Much has been written about the NLRB’s recent holding in the seminal Costco case that the company’s facially neutral social media policy prohibiting postings on the Internet that damage the Company or any person’s reputation violates Section 8(a)(1) of the Act.  But it is also important to understand how the Board came to decide that case in order to better evaluate the appropriate employer response.

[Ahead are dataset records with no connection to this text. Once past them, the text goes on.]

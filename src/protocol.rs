//! Wire messages exchanged with clients.
//!
//! Every frame is a UTF-8 JSON object with a `type` discriminator. Inbound
//! frames decode into the closed [`ClientMessage`] set; tags outside that set
//! land on [`ClientMessage::Unknown`] and are ignored by the handler.

use crate::game::UserId;
use serde::{Deserialize, Serialize};
use std::collections::BTreeMap;

/// Full authoritative state of one player.
///
/// Targets serialize as `null` when the player is idle so that a snapshot
/// also tells clients a previous target was cleared.
#[derive(Debug, Clone, PartialEq, Serialize)]
#[serde(rename_all = "camelCase")]
pub struct PlayerSnapshot {
    pub x: f64,
    pub y: f64,
    pub target_x: Option<f64>,
    pub target_y: Option<f64>,
    pub coins: i64,
    pub username: String,
    pub color: String,
}

/// Changed fields for one player. Absent fields are left untouched by clients.
#[derive(Debug, Clone, Default, PartialEq, Serialize)]
#[serde(rename_all = "camelCase")]
pub struct PlayerDelta {
    #[serde(skip_serializing_if = "Option::is_none")]
    pub x: Option<f64>,
    #[serde(skip_serializing_if = "Option::is_none")]
    pub y: Option<f64>,
    #[serde(skip_serializing_if = "Option::is_none")]
    pub target_x: Option<f64>,
    #[serde(skip_serializing_if = "Option::is_none")]
    pub target_y: Option<f64>,
    #[serde(skip_serializing_if = "Option::is_none")]
    pub coins: Option<i64>,
    #[serde(skip_serializing_if = "Option::is_none")]
    pub username: Option<String>,
    #[serde(skip_serializing_if = "Option::is_none")]
    pub color: Option<String>,
}

#[derive(Debug, Clone, PartialEq, Serialize)]
#[serde(untagged)]
pub enum PlayerUpdate {
    Snapshot(PlayerSnapshot),
    Delta(PlayerDelta),
}

/// Messages sent from the server to clients.
#[derive(Debug, Clone, PartialEq, Serialize)]
#[serde(tag = "type", rename_all = "camelCase")]
pub enum ServerMessage {
    /// Full state plus the recipient's own identity; sent once per connection.
    Init {
        id: UserId,
        players: BTreeMap<UserId, PlayerSnapshot>,
    },
    Update {
        players: BTreeMap<UserId, PlayerUpdate>,
    },
    Remove {
        #[serde(rename = "playerId")]
        player_id: UserId,
    },
    Chat {
        username: String,
        text: String,
    },
}

impl ServerMessage {
    /// Update carrying a delta for a single player.
    pub fn delta(id: UserId, delta: PlayerDelta) -> Self {
        let mut players = BTreeMap::new();
        players.insert(id, PlayerUpdate::Delta(delta));
        ServerMessage::Update { players }
    }

    /// Update carrying full snapshots, used by reconciliation.
    pub fn snapshots(snapshots: BTreeMap<UserId, PlayerSnapshot>) -> Self {
        let players = snapshots
            .into_iter()
            .map(|(id, snap)| (id, PlayerUpdate::Snapshot(snap)))
            .collect();
        ServerMessage::Update { players }
    }

    pub fn to_text(&self) -> Result<String, serde_json::Error> {
        serde_json::to_string(self)
    }
}

/// Messages sent from clients to the server.
#[derive(Debug, Clone, PartialEq, Deserialize)]
#[serde(tag = "type")]
pub enum ClientMessage {
    #[serde(rename = "setTarget", rename_all = "camelCase")]
    SetTarget { target_x: f64, target_y: f64 },
    #[serde(rename = "chat")]
    Chat { text: String },
    #[serde(rename = "disconnect")]
    Disconnect,
    #[serde(other)]
    Unknown,
}

/// Decode one inbound text frame.
pub fn decode_client_message(text: &str) -> Result<ClientMessage, serde_json::Error> {
    serde_json::from_str(text)
}
//! Best-effort delivery of server messages to open connections.

use crate::protocol::ServerMessage;
use crate::session::{ConnectionId, SharedSessions};
use axum::extract::ws::Message;
use tracing::{debug, error};

#[derive(Clone)]
pub struct Broadcaster {
    sessions: SharedSessions,
}

impl Broadcaster {
    pub fn new(sessions: SharedSessions) -> Self {
        Self { sessions }
    }

    /// Serialize once and queue on every connection except `exclude`.
    /// Returns how many connections accepted the frame.
    pub async fn broadcast(&self, msg: &ServerMessage, exclude: Option<ConnectionId>) -> usize {
        let text = match msg.to_text() {
            Ok(text) => text,
            Err(e) => {
                error!("Failed to encode broadcast: {}", e);
                return 0;
            }
        };
        self.broadcast_text(&text, exclude).await
    }

    /// Queue a pre-serialized frame. A full or closed queue only costs that
    /// one peer this one frame.
    pub async fn broadcast_text(&self, text: &str, exclude: Option<ConnectionId>) -> usize {
        let sessions = self.sessions.read().await;
        let mut delivered = 0;
        for conn in sessions.iter() {
            if Some(conn.id) == exclude {
                continue;
            }
            match conn.try_send(Message::Text(text.to_owned())) {
                Ok(()) => delivered += 1,
                Err(e) => debug!("Dropped frame for {}: {}", conn.id, e),
            }
        }
        delivered
    }

    /// Queue a message for a single connection.
    pub async fn send_to(&self, id: ConnectionId, msg: &ServerMessage) -> bool {
        let text = match msg.to_text() {
            Ok(text) => text,
            Err(e) => {
                error!("Failed to encode message for {}: {}", id, e);
                return false;
            }
        };
        let sessions = self.sessions.read().await;
        match sessions.get(id) {
            Some(conn) => conn.try_send(Message::Text(text)).is_ok(),
            None => false,
        }
    }
}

The controlling law concerning the validity of facially neutral work rules was established in the 2004 decision in Lutheran Heritage Village in which the Board held that in evaluating such rules it must determine whether employees “would reasonably construe” the language as restricting their Section 7 to engage in protected discussions of their terms and conditions of employment, and recognized that the mere fact that a rule could be read as inhibiting employee rights is insufficient to support a finding that the rule is unlawful.  The Board also observed that it should apply a “reasonable” interpretation to such rules without “reading particular phrases in isolation” and without assuming the employer intended to interfere with protected rights.

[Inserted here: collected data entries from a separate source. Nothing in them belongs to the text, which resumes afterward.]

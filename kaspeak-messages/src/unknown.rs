use std::any::Any;

use kaspeak_codec::plain::PlainValue;
use kaspeak_primitives::MessageHeader;

use crate::message::{KaspeakMessage, MessageError};

/// Stable codes describing where in the decode pipeline a message died.
pub mod codes {
    /// AEAD rejected the ciphertext (usually a wrong key).
    pub const DECRYPT_REJECTED: u8 = 0;
    /// Decryption succeeded but yielded no bytes.
    pub const DECRYPT_EMPTY: u8 = 1;
    /// Ciphertext too short to carry a nonce and tag.
    pub const MALFORMED_CIPHERTEXT: u8 = 2;
    /// Zstd could not decompress the plaintext.
    pub const DECOMPRESS_FAILED: u8 = 3;
    /// The decompressed bytes were not CBOR.
    pub const CBOR_FAILED: u8 = 4;
    /// The CBOR carried a shape the message type could not hydrate from.
    pub const HYDRATE_FAILED: u8 = 5;
}

/// Produced by the decode pipeline whenever a message's bytes survive the
/// frame but fail somewhere on the way back to a typed value.
///
/// Carries the raw data section untouched so applications can retry with a
/// different key or archive the bytes.
#[derive(Debug, Clone)]
pub struct UnknownMessage {
    pub raw_data: Vec<u8>,
    pub error_desc: String,
    pub code: u8,
    header: Option<MessageHeader>,
}

impl UnknownMessage {
    /// Sentinel type code; unknown messages are never encoded.
    pub const MESSAGE_TYPE: u16 = u16::MAX;

    pub fn new(raw_data: Vec<u8>, error_desc: impl Into<String>, code: u8) -> Self {
        Self {
            raw_data,
            error_desc: error_desc.into(),
            code,
            header: None,
        }
    }
}

impl KaspeakMessage for UnknownMessage {
    fn message_type(&self) -> u16 {
        self.header
            .as_ref()
            .map(|h| h.message_type())
            .unwrap_or(Self::MESSAGE_TYPE)
    }

    fn requires_encryption(&self) -> bool {
        false
    }

    fn header(&self) -> Option<&MessageHeader> {
        self.header.as_ref()
    }

    fn attach_header(&mut self, header: MessageHeader) {
        self.header = Some(header);
    }

    fn to_plain(&self) -> Result<PlainValue, MessageError> {
        Ok(PlainValue::object([
            ("rawData", PlainValue::from(self.raw_data.clone())),
            ("errorDesc", PlainValue::from(self.error_desc.clone())),
            ("code", PlainValue::from(self.code as u64)),
        ]))
    }

    fn hydrate(&mut self, value: PlainValue) -> Result<(), MessageError> {
        self.raw_data = value
            .get("rawData")
            .and_then(PlainValue::as_bytes)
            .ok_or(MessageError::MissingField("rawData"))?
            .to_vec();
        self.error_desc = value
            .get("errorDesc")
            .and_then(PlainValue::as_text)
            .ok_or(MessageError::MissingField("errorDesc"))?
            .to_string();
        self.code = value
            .get("code")
            .and_then(PlainValue::as_u64)
            .ok_or(MessageError::MissingField("code"))? as u8;
        Ok(())
    }

    fn as_any(&self) -> &dyn Any {
        self
    }
}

When the Costco case was tried before an Administrative Law Judge in 2010, the Acting General Counsel charged the employer with violating Section 8(a)(1) with respect to a number of provisions in its Electronic Communications and Technology Policy, including the requirement that employees use “appropriate business decorum” on social media sites and the prohibition of postings that “damage” the company or anyone’s reputation, because there was no limiting disclaimer to advise the employees that the rule was not intended to restrict their protected rights.  In this respect, the Acting General Counsel argued that the ALJ should reject the Lutheran Heritage Villagewould reasonably construe” standard and apply instead the standard from the dissenting opinion in that case by former Members Liebman and Walsh – that an ambiguous rule that does not include a disclaimer is unlawful if it could be perceived as inhibiting Section 7 rights – because the dissenting opinion would likely be accepted by the majority of the newly composed Board.  The ALJ  rightly rejected that proposition, and specifically recognized that under the controlling Lutheran Heritage Village standard the Board “will not conclude that a reasonable employee would read the rule to [prohibit protected] activity simply because the rule could be interpreted that way  . . . [or] could conceivably be read to” encompass protected conduct.  The ALJ then determined that neither Costco rule was unlawful under the applicable “would reasonably construe” standard because reasonable employees would understand that the rules were intended to promote civility rather than restrict Section 7 activity.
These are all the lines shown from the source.